* DATASET RECORDS *
-=-=-=-=-
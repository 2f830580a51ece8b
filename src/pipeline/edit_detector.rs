//! Post-evaluation edit detection.
//!
//! The evaluator's verdict applies to the body it saw. If the body
//! changes afterwards (a favorite move of injection attempts, which
//! swap a benign issue for a hostile one after approval), the pipeline
//! must not keep coding against the stale verdict.

use serde::{Deserialize, Serialize};

use crate::pipeline::state::IssueState;
use crate::util::sha256_hex;

/// What to do about a detected edit.
#[derive(Debug, Clone, Copy, PartialEq, Eq, Serialize, Deserialize)]
#[serde(rename_all = "lowercase")]
pub enum EditAction {
    /// Stop the pipeline for this issue; a human looks at it.
    Halt,
    /// Send the issue back through evaluation.
    Reevaluate,
}

/// Result of one edit check, with both hashes for the audit trail.
#[derive(Debug, Clone, Serialize, Deserialize)]
pub struct EditCheck {
    pub detected: bool,
    pub action: Option<EditAction>,
    pub recorded_hash: String,
    pub current_hash: String,
}

/// Compare the recorded body hash against the current body.
///
/// Mid-write (`Coding`/`Iterating`) the only safe answer is to halt;
/// everywhere else the issue goes back through evaluation.
pub fn check_edit(recorded_hash: &str, current_body: &str, state: IssueState) -> EditCheck {
    let current_hash = sha256_hex(current_body.as_bytes());
    if current_hash == recorded_hash {
        return EditCheck {
            detected: false,
            action: None,
            recorded_hash: recorded_hash.to_string(),
            current_hash,
        };
    }

    let action = match state {
        IssueState::Coding | IssueState::Iterating => EditAction::Halt,
        _ => EditAction::Reevaluate,
    };
    EditCheck {
        detected: true,
        action: Some(action),
        recorded_hash: recorded_hash.to_string(),
        current_hash,
    }
}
-=-=-=-=-
* WHAT YOU WILL DO *
From the records above, count the lines in which the string "back" is found, and answer with the number alone.

* RESPONSE *
2